O contabilista – (…) – “abonou” o valor contabilístico dos bens, não se referindo verdadeiramente a valores reais de mercado; o confronto entre os valores de aquisição e os declarados como de transmissão também não permitem qualquer conclusão (daí, repete-se, ter-se dado como não provado quer o que consta da alínea e) quer o que consta da alínea f)), uma vez que, aludindo às 3 verbas mais importantes, temos que, no espaço de 16 meses, o que foi comprado por € 9.586,01 foi transmitido por € 5.500,00, o que foi comprado por € 30.750,00 foi transmitido por € 19.000,00 e o que foi comprado por € 9.500,00 foi transmitido por € 5.000,00; e o depoimento do Nuno Carreira (canalizador de profissão) também foi um pouco vago, limitando-se a aludir ao uso que os bens transmitidos já tinham.
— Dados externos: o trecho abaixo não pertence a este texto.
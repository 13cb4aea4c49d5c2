/// Structured logging for the AQI forecasting service
///
/// Provides context-rich logging with component tags, location
/// identifiers, timestamps, and severity levels. Supports both console
/// output and file-based logging for scheduled runs.
///
/// This is the operator/diagnostic log. The alert log written by
/// `alert::notifier` is a separate audit artifact.

use chrono::Utc;
use std::fmt;
use std::fs::OpenOptions;
use std::io::Write;
use std::str::FromStr;
use std::sync::Mutex;

// ---------------------------------------------------------------------------
// Log Levels
// ---------------------------------------------------------------------------

#[derive(Debug, Clone, Copy, PartialEq, Eq, PartialOrd, Ord)]
pub enum LogLevel {
    Debug,
    Info,
    Warning,
    Error,
}

impl fmt::Display for LogLevel {
    fn fmt(&self, f: &mut fmt::Formatter<'_>) -> fmt::Result {
        match self {
            LogLevel::Debug => write!(f, "DEBUG"),
            LogLevel::Info => write!(f, "INFO"),
            LogLevel::Warning => write!(f, "WARN"),
            LogLevel::Error => write!(f, "ERROR"),
        }
    }
}

impl FromStr for LogLevel {
    type Err = String;

    fn from_str(s: &str) -> Result<Self, Self::Err> {
        match s.trim().to_ascii_lowercase().as_str() {
            "debug" => Ok(LogLevel::Debug),
            "info" => Ok(LogLevel::Info),
            "warn" | "warning" => Ok(LogLevel::Warning),
            "error" => Ok(LogLevel::Error),
            other => Err(format!("unknown log level '{}'", other)),
        }
    }
}

// ---------------------------------------------------------------------------
// Components
// ---------------------------------------------------------------------------

#[derive(Debug, Clone, Copy, PartialEq, Eq)]
pub enum Component {
    Pipeline,
    Model,
    Database,
    Ingest,
    Alert,
    Api,
    System,
}

impl fmt::Display for Component {
    fn fmt(&self, f: &mut fmt::Formatter<'_>) -> fmt::Result {
        match self {
            Component::Pipeline => write!(f, "PIPE"),
            Component::Model => write!(f, "MODEL"),
            Component::Database => write!(f, "DB"),
            Component::Ingest => write!(f, "INGEST"),
            Component::Alert => write!(f, "ALERT"),
            Component::Api => write!(f, "API"),
            Component::System => write!(f, "SYS"),
        }
    }
}

// ---------------------------------------------------------------------------
// Failure Classification
// ---------------------------------------------------------------------------

#[derive(Debug, Clone, PartialEq, Eq)]
pub enum FailureType {
    /// Expected failure - no monitor near the location, or no current data
    Expected,
    /// Unexpected failure - indicates service degradation or configuration issue
    Unexpected,
    /// Unknown - cannot determine if this is expected or not
    Unknown,
}

impl fmt::Display for FailureType {
    fn fmt(&self, f: &mut fmt::Formatter<'_>) -> fmt::Result {
        match self {
            FailureType::Expected => write!(f, "EXPECTED"),
            FailureType::Unexpected => write!(f, "UNEXPECTED"),
            FailureType::Unknown => write!(f, "UNKNOWN"),
        }
    }
}

// ---------------------------------------------------------------------------
// Logger Configuration
// ---------------------------------------------------------------------------

/// Process-wide logger instance
static LOGGER: Mutex<Option<Logger>> = Mutex::new(None);

pub struct Logger {
    /// Minimum log level to display
    min_level: LogLevel,
    /// Optional file path for logging
    log_file: Option<String>,
    /// Whether to include timestamps in console output
    console_timestamps: bool,
}

impl Logger {
    pub fn init(min_level: LogLevel, log_file: Option<String>, console_timestamps: bool) {
        let logger = Logger {
            min_level,
            log_file,
            console_timestamps,
        };

        if let Ok(mut slot) = LOGGER.lock() {
            *slot = Some(logger);
        }
    }

    fn format_entry(
        level: LogLevel,
        component: Component,
        location_id: Option<i32>,
        message: &str,
    ) -> String {
        let timestamp = Utc::now().format("%Y-%m-%d %H:%M:%S UTC");
        let location_part = location_id
            .map(|id| format!(" [location {}]", id))
            .unwrap_or_default();
        format!(
            "{} {} {}{}: {}",
            timestamp, level, component, location_part, message
        )
    }

    fn log(&self, level: LogLevel, component: Component, location_id: Option<i32>, message: &str) {
        if level < self.min_level {
            return;
        }

        let log_entry = Self::format_entry(level, component, location_id, message);
        let location_part = location_id
            .map(|id| format!(" [location {}]", id))
            .unwrap_or_default();

        if self.console_timestamps {
            match level {
                LogLevel::Error | LogLevel::Warning => eprintln!("{}", log_entry),
                LogLevel::Info | LogLevel::Debug => println!("{}", log_entry),
            }
        } else {
            match level {
                LogLevel::Error => eprintln!("   ✗ {}{}: {}", component, location_part, message),
                LogLevel::Warning => eprintln!("   ⚠ {}{}: {}", component, location_part, message),
                LogLevel::Info => println!("   {}", message),
                LogLevel::Debug => println!("   [DEBUG] {}", message),
            }
        }

        if let Some(ref path) = self.log_file {
            if let Err(e) = Self::append_to_file(path, &log_entry) {
                eprintln!("Failed to write to log file {}: {}", path, e);
            }
        }
    }

    fn append_to_file(path: &str, entry: &str) -> std::io::Result<()> {
        let mut file = OpenOptions::new().create(true).append(true).open(path)?;
        writeln!(file, "{}", entry)?;
        Ok(())
    }
}

// ---------------------------------------------------------------------------
// Public Logging Functions
// ---------------------------------------------------------------------------

pub fn init_logger(min_level: LogLevel, log_file: Option<&str>, console_timestamps: bool) {
    Logger::init(min_level, log_file.map(String::from), console_timestamps);
}

fn dispatch(level: LogLevel, component: Component, location_id: Option<i32>, message: &str) {
    if let Ok(slot) = LOGGER.lock() {
        if let Some(logger) = slot.as_ref() {
            logger.log(level, component, location_id, message);
        }
    }
}

pub fn info(component: Component, location_id: Option<i32>, message: &str) {
    dispatch(LogLevel::Info, component, location_id, message);
}

pub fn warn(component: Component, location_id: Option<i32>, message: &str) {
    dispatch(LogLevel::Warning, component, location_id, message);
}

pub fn error(component: Component, location_id: Option<i32>, message: &str) {
    dispatch(LogLevel::Error, component, location_id, message);
}

pub fn debug(component: Component, location_id: Option<i32>, message: &str) {
    dispatch(LogLevel::Debug, component, location_id, message);
}

// ---------------------------------------------------------------------------
// Failure Classification Helpers
// ---------------------------------------------------------------------------

/// Classify an AirNow fetch/normalize failure for one location
pub fn classify_ingest_failure(error_message: &str) -> FailureType {
    // An empty response just means no monitor reported near the location
    if error_message.contains("No observations returned")
        || error_message.contains("No valid normalized records")
    {
        FailureType::Expected
    }
    // HTTP errors and timeouts point at the service or our credentials
    else if error_message.contains("HTTP") || error_message.contains("timed out") {
        FailureType::Unexpected
    }
    // Parse errors suggest API changes
    else if error_message.contains("Serialization error") || error_message.contains("decod") {
        FailureType::Unexpected
    } else {
        FailureType::Unknown
    }
}

// ---------------------------------------------------------------------------
// Structured Failure Logging
// ---------------------------------------------------------------------------

/// Log an ingestion failure with automatic classification
pub fn log_ingest_failure(location_id: i32, operation: &str, err: &dyn std::error::Error) {
    let error_msg = err.to_string();
    let failure_type = classify_ingest_failure(&error_msg);

    let message = format!("{} failed [{}]: {}", operation, failure_type, error_msg);

    match failure_type {
        FailureType::Expected => debug(Component::Ingest, Some(location_id), &message),
        FailureType::Unexpected => error(Component::Ingest, Some(location_id), &message),
        FailureType::Unknown => warn(Component::Ingest, Some(location_id), &message),
    }
}

// ---------------------------------------------------------------------------
// Ingestion Summary Logging
// ---------------------------------------------------------------------------

pub fn log_ingest_summary(total: usize, successful: usize, failed: usize, inserted: usize) {
    let message = format!(
        "Ingestion complete: {}/{} locations successful, {} failed, {} observation(s) inserted",
        successful, total, failed, inserted
    );

    if failed == 0 {
        info(Component::Ingest, None, &message);
    } else if successful == 0 {
        error(Component::Ingest, None, &message);
    } else {
        warn(Component::Ingest, None, &message);
    }
}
Portanto, em face de tal prova, bem andou a decisão recorrida ao dar como não provado o facto constante da alínea e) dos factos não provados.
Julga-se pois totalmente improcedente o “recurso de facto”.
* III – Fundamentação de Facto III – A – Factos provados 1.
Por acção entrada em juízo a 23 de Novembro de 2017, A (…)requereu a insolvência de “S (…), Lda.”.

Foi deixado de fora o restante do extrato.